//! Common test utilities and fixtures
//!
//! Every app runs against a REAL SQLite file and a cache directory inside
//! its own temp dir, with no sources enabled.
#![allow(dead_code)]

use axum::{
    body::{to_bytes, Body},
    http::{header, Request, StatusCode},
    Router,
};
use libra_core::{CatalogStore, HumanDuration, LanguageMap, Track};
use libra_server::{router, AppState, AuthService, ContentCache, Library, ServerConfig};
use libra_sources::{Aggregator, SourceRegistry};
use libra_storage::{DbPool, SqlCatalog};
use serde_json::Value;
use std::sync::Arc;
use tempfile::TempDir;
use tower::util::ServiceExt;

pub const TEST_SECRET: &str = "test-secret-key";

pub struct TestApp {
    pub router: Router,
    pub catalog: Arc<dyn CatalogStore>,
    pub auth_service: Arc<AuthService>,
    pub cache: Arc<ContentCache>,
    _temp_dir: TempDir,
}

impl TestApp {
    pub async fn new() -> Self {
        Self::with_config(ServerConfig::default()).await
    }

    pub async fn with_config(mut config: ServerConfig) -> Self {
        let temp_dir = TempDir::new().expect("Failed to create temp dir");

        let pool = DbPool::connect_sqlite(&temp_dir.path().join("test.db"))
            .await
            .expect("Failed to create pool");
        let catalog: Arc<dyn CatalogStore> = Arc::new(SqlCatalog::new(pool));
        catalog
            .migrate_up(-1)
            .await
            .expect("Failed to run migrations");

        config.storage.location = temp_dir.path().join("storage");
        let cache = Arc::new(ContentCache::new(
            config.storage.location.clone(),
            config.storage.size_limit,
            config.storage.minimum_age_threshold,
        ));
        cache.initialize().await.expect("Failed to initialize cache");

        let auth_service = Arc::new(AuthService::with_secret(
            Arc::clone(&catalog),
            TEST_SECRET,
            HumanDuration::from_secs(15 * 60),
        ));
        let aggregator = Arc::new(Aggregator::new(Arc::new(SourceRegistry::new())));
        let library = Arc::new(Library::new(
            Arc::clone(&catalog),
            aggregator,
            Arc::clone(&cache),
        ));

        let state = AppState::new(Arc::new(config), Arc::clone(&auth_service), library);

        Self {
            router: router(state),
            catalog,
            auth_service,
            cache,
            _temp_dir: temp_dir,
        }
    }

    /// Send a request and return the status with the body as JSON (or a JSON string)
    pub async fn send(&self, request: Request<Body>) -> (StatusCode, Value) {
        let response = self
            .router
            .clone()
            .oneshot(request)
            .await
            .expect("Request failed");
        let status = response.status();
        let bytes = to_bytes(response.into_body(), usize::MAX)
            .await
            .expect("Failed to read body");
        let body = serde_json::from_slice(&bytes)
            .unwrap_or_else(|_| Value::String(String::from_utf8_lossy(&bytes).into_owned()));
        (status, body)
    }

    pub async fn get(&self, uri: &str, token: Option<&str>) -> (StatusCode, Value) {
        let mut builder = Request::builder().uri(uri);
        if let Some(token) = token {
            builder = builder.header(header::AUTHORIZATION, format!("Bearer {token}"));
        }
        self.send(builder.body(Body::empty()).unwrap()).await
    }

    pub async fn post_json(
        &self,
        uri: &str,
        body: Value,
        token: Option<&str>,
    ) -> (StatusCode, Value) {
        let mut builder = Request::builder()
            .uri(uri)
            .method("POST")
            .header(header::CONTENT_TYPE, "application/json");
        if let Some(token) = token {
            builder = builder.header(header::AUTHORIZATION, format!("Bearer {token}"));
        }
        self.send(builder.body(Body::from(body.to_string())).unwrap())
            .await
    }

    /// Register an account and return its token
    pub async fn register(&self, username: &str, password: &str) -> String {
        let (status, body) = self
            .post_json(
                "/api/auth/register",
                serde_json::json!({ "username": username, "password": password }),
                None,
            )
            .await;
        assert_eq!(status, StatusCode::OK, "register failed: {body}");
        body["token"].as_str().expect("token in response").to_string()
    }
}

/// Test fixture: a track with lyrics in the given languages
pub fn track_with_lyrics(id: &str, lyrics: &[(&str, &str)]) -> Track {
    Track {
        id: id.to_string(),
        user_id: "default".to_string(),
        title: format!("Track {id}"),
        duration: HumanDuration::from_secs(200),
        lyrics: lyrics
            .iter()
            .map(|(lang, text)| (lang.to_string(), text.to_string()))
            .collect::<LanguageMap>(),
        ..Track::default()
    }
}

WHAT THE EXERCISE ASKS -> Please give all of the entries again, exactly as written.

SOLUTION TO THE EXERCISE ->
//! Common test utilities and fixtures
//!
//! Every app runs against a REAL SQLite file and a cache directory inside
//! its own temp dir, with no sources enabled.
#![allow(dead_code)]

use axum::{
    body::{to_bytes, Body},
    http::{header, Request, StatusCode},
    Router,
};
use libra_core::{CatalogStore, HumanDuration, LanguageMap, Track};
use libra_server::{router, AppState, AuthService, ContentCache, Library, ServerConfig};
use libra_sources::{Aggregator, SourceRegistry};
use libra_storage::{DbPool, SqlCatalog};
use serde_json::Value;
use std::sync::Arc;
use tempfile::TempDir;
use tower::util::ServiceExt;

pub const TEST_SECRET: &str = "test-secret-key";

pub struct TestApp {
    pub router: Router,
    pub catalog: Arc<dyn CatalogStore>,
    pub auth_service: Arc<AuthService>,
    pub cache: Arc<ContentCache>,
    _temp_dir: TempDir,
}

impl TestApp {
    pub async fn new() -> Self {
        Self::with_config(ServerConfig::default()).await
    }

    pub async fn with_config(mut config: ServerConfig) -> Self {
        let temp_dir = TempDir::new().expect("Failed to create temp dir");

        let pool = DbPool::connect_sqlite(&temp_dir.path().join("test.db"))
            .await
            .expect("Failed to create pool");
        let catalog: Arc<dyn CatalogStore> = Arc::new(SqlCatalog::new(pool));
        catalog
            .migrate_up(-1)
            .await
            .expect("Failed to run migrations");

        config.storage.location = temp_dir.path().join("storage");
        let cache = Arc::new(ContentCache::new(
            config.storage.location.clone(),
            config.storage.size_limit,
            config.storage.minimum_age_threshold,
        ));
        cache.initialize().await.expect("Failed to initialize cache");

        let auth_service = Arc::new(AuthService::with_secret(
            Arc::clone(&catalog),
            TEST_SECRET,
            HumanDuration::from_secs(15 * 60),
        ));
        let aggregator = Arc::new(Aggregator::new(Arc::new(SourceRegistry::new())));
        let library = Arc::new(Library::new(
            Arc::clone(&catalog),
            aggregator,
            Arc::clone(&cache),
        ));

        let state = AppState::new(Arc::new(config), Arc::clone(&auth_service), library);

        Self {
            router: router(state),
            catalog,
            auth_service,
            cache,
            _temp_dir: temp_dir,
        }
    }

    /// Send a request and return the status with the body as JSON (or a JSON string)
    pub async fn send(&self, request: Request<Body>) -> (StatusCode, Value) {
        let response = self
            .router
            .clone()
            .oneshot(request)
            .await
            .expect("Request failed");
        let status = response.status();
        let bytes = to_bytes(response.into_body(), usize::MAX)
            .await
            .expect("Failed to read body");
        let body = serde_json::from_slice(&bytes)
            .unwrap_or_else(|_| Value::String(String::from_utf8_lossy(&bytes).into_owned()));
        (status, body)
    }

    pub async fn get(&self, uri: &str, token: Option<&str>) -> (StatusCode, Value) {
        let mut builder = Request::builder().uri(uri);
        if let Some(token) = token {
            builder = builder.header(header::AUTHORIZATION, format!("Bearer {token}"));
        }
        self.send(builder.body(Body::empty()).unwrap()).await
    }

    pub async fn post_json(
        &self,
        uri: &str,
        body: Value,
        token: Option<&str>,
    ) -> (StatusCode, Value) {
        let mut builder = Request::builder()
            .uri(uri)
            .method("POST")
            .header(header::CONTENT_TYPE, "application/json");
        if let Some(token) = token {
            builder = builder.header(header::AUTHORIZATION, format!("Bearer {token}"));
        }
        self.send(builder.body(Body::from(body.to_string())).unwrap())
            .await
    }

    /// Register an account and return its token
    pub async fn register(&self, username: &str, password: &str) -> String {
        let (status, body) = self
            .post_json(
                "/api/auth/register",
                serde_json::json!({ "username": username, "password": password }),
                None,
            )
            .await;
        assert_eq!(status, StatusCode::OK, "register failed: {body}");
        body["token"].as_str().expect("token in response").to_string()
    }
}

/// Test fixture: a track with lyrics in the given languages
pub fn track_with_lyrics(id: &str, lyrics: &[(&str, &str)]) -> Track {
    Track {
        id: id.to_string(),
        user_id: "default".to_string(),
        title: format!("Track {id}"),
        duration: HumanDuration::from_secs(200),
        lyrics: lyrics
            .iter()
            .map(|(lang, text)| (lang.to_string(), text.to_string()))
            .collect::<LanguageMap>(),
        ..Track::default()
    }
}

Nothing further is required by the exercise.